THE PROBLEM: Everything from the top of the data below through the line with "let mut object" should be duplicated exactly, and nothing past it.

RAW DATA:
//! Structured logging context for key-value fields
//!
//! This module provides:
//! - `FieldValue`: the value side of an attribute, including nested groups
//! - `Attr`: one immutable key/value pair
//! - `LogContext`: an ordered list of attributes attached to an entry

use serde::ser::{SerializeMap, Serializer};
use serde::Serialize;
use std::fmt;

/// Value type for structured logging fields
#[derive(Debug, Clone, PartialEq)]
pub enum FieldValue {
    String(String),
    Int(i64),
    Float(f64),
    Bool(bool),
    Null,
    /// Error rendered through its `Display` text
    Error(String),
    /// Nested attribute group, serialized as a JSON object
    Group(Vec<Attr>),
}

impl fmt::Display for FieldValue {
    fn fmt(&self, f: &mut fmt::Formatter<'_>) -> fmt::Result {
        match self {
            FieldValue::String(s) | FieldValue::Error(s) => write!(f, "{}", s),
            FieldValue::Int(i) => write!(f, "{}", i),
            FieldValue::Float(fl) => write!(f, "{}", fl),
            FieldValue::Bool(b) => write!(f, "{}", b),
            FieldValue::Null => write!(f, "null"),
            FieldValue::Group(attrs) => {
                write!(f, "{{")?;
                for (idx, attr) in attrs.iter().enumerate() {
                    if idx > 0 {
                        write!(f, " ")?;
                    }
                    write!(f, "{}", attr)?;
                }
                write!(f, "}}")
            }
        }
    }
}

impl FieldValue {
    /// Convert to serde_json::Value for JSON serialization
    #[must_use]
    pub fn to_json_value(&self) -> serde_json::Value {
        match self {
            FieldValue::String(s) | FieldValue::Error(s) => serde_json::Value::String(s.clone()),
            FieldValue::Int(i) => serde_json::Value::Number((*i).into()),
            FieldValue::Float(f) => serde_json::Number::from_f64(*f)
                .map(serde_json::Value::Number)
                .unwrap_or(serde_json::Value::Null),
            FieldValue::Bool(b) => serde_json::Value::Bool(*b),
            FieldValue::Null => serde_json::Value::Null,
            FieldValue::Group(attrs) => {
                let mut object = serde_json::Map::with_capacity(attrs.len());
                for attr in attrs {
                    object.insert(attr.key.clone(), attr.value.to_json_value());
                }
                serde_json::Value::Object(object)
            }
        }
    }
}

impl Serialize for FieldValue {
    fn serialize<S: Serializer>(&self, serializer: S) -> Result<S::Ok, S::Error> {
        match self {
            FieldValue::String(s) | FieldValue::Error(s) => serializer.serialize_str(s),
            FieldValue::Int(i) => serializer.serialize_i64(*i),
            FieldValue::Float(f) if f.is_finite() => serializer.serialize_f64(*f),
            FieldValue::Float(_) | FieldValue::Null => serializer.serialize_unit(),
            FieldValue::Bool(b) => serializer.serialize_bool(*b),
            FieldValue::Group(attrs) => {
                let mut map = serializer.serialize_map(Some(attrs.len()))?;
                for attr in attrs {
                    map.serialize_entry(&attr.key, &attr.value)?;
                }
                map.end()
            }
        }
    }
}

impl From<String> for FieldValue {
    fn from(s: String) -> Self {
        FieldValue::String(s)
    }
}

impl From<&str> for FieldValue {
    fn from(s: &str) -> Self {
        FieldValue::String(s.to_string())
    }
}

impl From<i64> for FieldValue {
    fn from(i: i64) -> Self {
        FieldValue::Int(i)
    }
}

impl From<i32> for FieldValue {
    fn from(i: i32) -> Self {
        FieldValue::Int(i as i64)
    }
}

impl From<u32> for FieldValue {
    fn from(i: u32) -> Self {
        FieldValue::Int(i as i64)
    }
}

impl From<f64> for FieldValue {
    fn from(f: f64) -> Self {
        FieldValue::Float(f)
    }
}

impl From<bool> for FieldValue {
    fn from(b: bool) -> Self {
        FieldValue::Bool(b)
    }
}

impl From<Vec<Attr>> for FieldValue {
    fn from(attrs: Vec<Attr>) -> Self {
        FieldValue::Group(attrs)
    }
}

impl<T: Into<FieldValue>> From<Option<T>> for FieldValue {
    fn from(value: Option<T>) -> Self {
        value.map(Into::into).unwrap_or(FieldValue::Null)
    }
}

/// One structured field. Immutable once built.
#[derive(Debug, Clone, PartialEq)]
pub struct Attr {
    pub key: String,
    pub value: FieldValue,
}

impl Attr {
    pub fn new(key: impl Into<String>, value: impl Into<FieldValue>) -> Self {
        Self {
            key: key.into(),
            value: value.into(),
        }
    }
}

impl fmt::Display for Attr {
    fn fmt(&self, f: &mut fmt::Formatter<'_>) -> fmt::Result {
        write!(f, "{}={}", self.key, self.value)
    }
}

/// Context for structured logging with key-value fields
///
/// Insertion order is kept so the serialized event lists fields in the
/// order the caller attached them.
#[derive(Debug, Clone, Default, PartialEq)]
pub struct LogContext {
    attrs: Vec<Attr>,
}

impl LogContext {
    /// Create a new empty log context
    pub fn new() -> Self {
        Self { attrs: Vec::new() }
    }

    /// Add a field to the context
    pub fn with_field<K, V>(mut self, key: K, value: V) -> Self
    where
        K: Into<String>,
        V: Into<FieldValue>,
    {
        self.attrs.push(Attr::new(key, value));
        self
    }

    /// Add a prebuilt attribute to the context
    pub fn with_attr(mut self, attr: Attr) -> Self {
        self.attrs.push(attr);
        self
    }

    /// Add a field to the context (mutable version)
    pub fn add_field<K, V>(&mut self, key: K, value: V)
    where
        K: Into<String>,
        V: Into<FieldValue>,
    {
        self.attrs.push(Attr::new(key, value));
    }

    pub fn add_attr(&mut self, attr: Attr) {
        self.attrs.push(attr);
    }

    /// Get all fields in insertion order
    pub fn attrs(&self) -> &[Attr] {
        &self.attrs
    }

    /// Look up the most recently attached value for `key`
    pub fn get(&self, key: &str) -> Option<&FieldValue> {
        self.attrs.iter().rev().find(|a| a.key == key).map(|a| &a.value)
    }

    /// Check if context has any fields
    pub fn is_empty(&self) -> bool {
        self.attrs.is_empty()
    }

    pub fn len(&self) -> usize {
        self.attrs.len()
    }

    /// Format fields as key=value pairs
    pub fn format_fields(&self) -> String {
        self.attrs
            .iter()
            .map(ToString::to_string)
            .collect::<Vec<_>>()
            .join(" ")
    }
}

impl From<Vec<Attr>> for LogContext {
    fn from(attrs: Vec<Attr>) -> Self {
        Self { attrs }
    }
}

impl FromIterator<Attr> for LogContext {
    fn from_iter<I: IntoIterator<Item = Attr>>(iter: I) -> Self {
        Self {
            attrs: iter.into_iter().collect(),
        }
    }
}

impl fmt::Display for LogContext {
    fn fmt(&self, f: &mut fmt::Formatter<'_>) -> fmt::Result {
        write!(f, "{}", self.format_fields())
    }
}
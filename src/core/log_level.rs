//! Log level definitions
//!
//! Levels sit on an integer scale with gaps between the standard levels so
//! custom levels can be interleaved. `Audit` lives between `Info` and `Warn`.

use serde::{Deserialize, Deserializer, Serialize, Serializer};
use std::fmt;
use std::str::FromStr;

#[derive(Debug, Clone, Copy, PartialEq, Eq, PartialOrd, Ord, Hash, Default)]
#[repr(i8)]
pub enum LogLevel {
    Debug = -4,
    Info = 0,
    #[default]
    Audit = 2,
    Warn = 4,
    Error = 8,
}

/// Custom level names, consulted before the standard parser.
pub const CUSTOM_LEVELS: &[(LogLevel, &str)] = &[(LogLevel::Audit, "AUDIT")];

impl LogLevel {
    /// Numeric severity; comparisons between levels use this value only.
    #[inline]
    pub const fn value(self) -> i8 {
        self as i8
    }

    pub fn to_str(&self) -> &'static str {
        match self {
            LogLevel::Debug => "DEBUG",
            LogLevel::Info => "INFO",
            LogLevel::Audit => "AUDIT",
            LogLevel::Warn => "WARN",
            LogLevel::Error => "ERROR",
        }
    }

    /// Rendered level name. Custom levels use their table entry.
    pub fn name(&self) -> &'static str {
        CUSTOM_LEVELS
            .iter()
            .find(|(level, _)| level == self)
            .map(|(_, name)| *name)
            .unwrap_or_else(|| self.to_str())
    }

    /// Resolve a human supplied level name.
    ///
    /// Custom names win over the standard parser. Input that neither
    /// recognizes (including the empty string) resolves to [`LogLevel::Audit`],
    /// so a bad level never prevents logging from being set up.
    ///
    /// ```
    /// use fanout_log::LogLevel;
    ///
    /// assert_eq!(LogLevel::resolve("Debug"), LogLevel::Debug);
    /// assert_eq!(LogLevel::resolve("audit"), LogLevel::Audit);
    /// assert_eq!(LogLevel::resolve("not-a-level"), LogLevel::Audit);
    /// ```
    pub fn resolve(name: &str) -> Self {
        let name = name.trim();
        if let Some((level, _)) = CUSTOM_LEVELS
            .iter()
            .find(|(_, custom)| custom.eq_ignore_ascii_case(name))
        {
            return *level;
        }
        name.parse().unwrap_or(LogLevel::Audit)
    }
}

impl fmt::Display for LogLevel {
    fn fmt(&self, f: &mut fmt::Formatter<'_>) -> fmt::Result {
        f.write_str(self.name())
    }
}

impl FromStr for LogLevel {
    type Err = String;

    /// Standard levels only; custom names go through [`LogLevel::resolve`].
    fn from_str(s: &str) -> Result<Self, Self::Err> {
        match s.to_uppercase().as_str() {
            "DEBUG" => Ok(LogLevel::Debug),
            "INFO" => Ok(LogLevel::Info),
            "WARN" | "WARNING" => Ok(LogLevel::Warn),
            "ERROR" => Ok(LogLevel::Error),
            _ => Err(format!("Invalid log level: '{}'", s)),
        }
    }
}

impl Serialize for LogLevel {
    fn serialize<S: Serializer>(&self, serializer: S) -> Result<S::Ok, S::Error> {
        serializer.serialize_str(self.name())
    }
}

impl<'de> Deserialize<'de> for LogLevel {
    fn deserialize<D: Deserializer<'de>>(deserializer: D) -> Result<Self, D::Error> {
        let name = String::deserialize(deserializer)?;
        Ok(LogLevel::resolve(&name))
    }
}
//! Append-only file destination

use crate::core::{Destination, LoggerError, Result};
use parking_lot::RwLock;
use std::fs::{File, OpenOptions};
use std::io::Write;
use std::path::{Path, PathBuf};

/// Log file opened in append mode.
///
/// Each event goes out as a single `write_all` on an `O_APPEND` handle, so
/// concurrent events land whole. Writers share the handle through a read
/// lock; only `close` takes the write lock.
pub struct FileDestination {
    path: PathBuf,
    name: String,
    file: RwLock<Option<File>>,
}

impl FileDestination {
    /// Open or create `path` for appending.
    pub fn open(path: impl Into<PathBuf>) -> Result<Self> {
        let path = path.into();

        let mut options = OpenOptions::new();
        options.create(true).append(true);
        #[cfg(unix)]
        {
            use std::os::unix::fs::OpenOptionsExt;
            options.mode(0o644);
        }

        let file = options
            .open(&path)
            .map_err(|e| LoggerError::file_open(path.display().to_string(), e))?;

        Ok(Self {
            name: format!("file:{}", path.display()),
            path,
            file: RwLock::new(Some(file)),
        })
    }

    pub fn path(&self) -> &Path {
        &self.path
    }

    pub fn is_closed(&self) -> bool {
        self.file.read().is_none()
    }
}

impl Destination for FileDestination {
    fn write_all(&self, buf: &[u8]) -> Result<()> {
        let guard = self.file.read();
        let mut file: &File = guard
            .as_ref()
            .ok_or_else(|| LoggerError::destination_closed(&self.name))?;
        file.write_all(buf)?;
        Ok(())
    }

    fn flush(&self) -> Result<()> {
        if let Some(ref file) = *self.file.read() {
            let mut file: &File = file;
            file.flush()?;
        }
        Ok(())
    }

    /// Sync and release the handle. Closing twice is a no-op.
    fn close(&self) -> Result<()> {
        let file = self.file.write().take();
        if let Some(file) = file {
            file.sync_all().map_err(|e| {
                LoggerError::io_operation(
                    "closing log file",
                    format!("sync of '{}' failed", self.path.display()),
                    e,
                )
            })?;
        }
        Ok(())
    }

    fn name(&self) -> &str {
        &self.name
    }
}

RESPONSE AREA:
//! Structured logging context for key-value fields
//!
//! This module provides:
//! - `FieldValue`: the value side of an attribute, including nested groups
//! - `Attr`: one immutable key/value pair
//! - `LogContext`: an ordered list of attributes attached to an entry

use serde::ser::{SerializeMap, Serializer};
use serde::Serialize;
use std::fmt;

/// Value type for structured logging fields
#[derive(Debug, Clone, PartialEq)]
pub enum FieldValue {
    String(String),
    Int(i64),
    Float(f64),
    Bool(bool),
    Null,
    /// Error rendered through its `Display` text
    Error(String),
    /// Nested attribute group, serialized as a JSON object
    Group(Vec<Attr>),
}

impl fmt::Display for FieldValue {
    fn fmt(&self, f: &mut fmt::Formatter<'_>) -> fmt::Result {
        match self {
            FieldValue::String(s) | FieldValue::Error(s) => write!(f, "{}", s),
            FieldValue::Int(i) => write!(f, "{}", i),
            FieldValue::Float(fl) => write!(f, "{}", fl),
            FieldValue::Bool(b) => write!(f, "{}", b),
            FieldValue::Null => write!(f, "null"),
            FieldValue::Group(attrs) => {
                write!(f, "{{")?;
                for (idx, attr) in attrs.iter().enumerate() {
                    if idx > 0 {
                        write!(f, " ")?;
                    }
                    write!(f, "{}", attr)?;
                }
                write!(f, "}}")
            }
        }
    }
}

impl FieldValue {
    /// Convert to serde_json::Value for JSON serialization
    #[must_use]
    pub fn to_json_value(&self) -> serde_json::Value {
        match self {
            FieldValue::String(s) | FieldValue::Error(s) => serde_json::Value::String(s.clone()),
            FieldValue::Int(i) => serde_json::Value::Number((*i).into()),
            FieldValue::Float(f) => serde_json::Number::from_f64(*f)
                .map(serde_json::Value::Number)
                .unwrap_or(serde_json::Value::Null),
            FieldValue::Bool(b) => serde_json::Value::Bool(*b),
            FieldValue::Null => serde_json::Value::Null,
            FieldValue::Group(attrs) => {
                let mut object = serde_json::Map::with_capacity(attrs.len());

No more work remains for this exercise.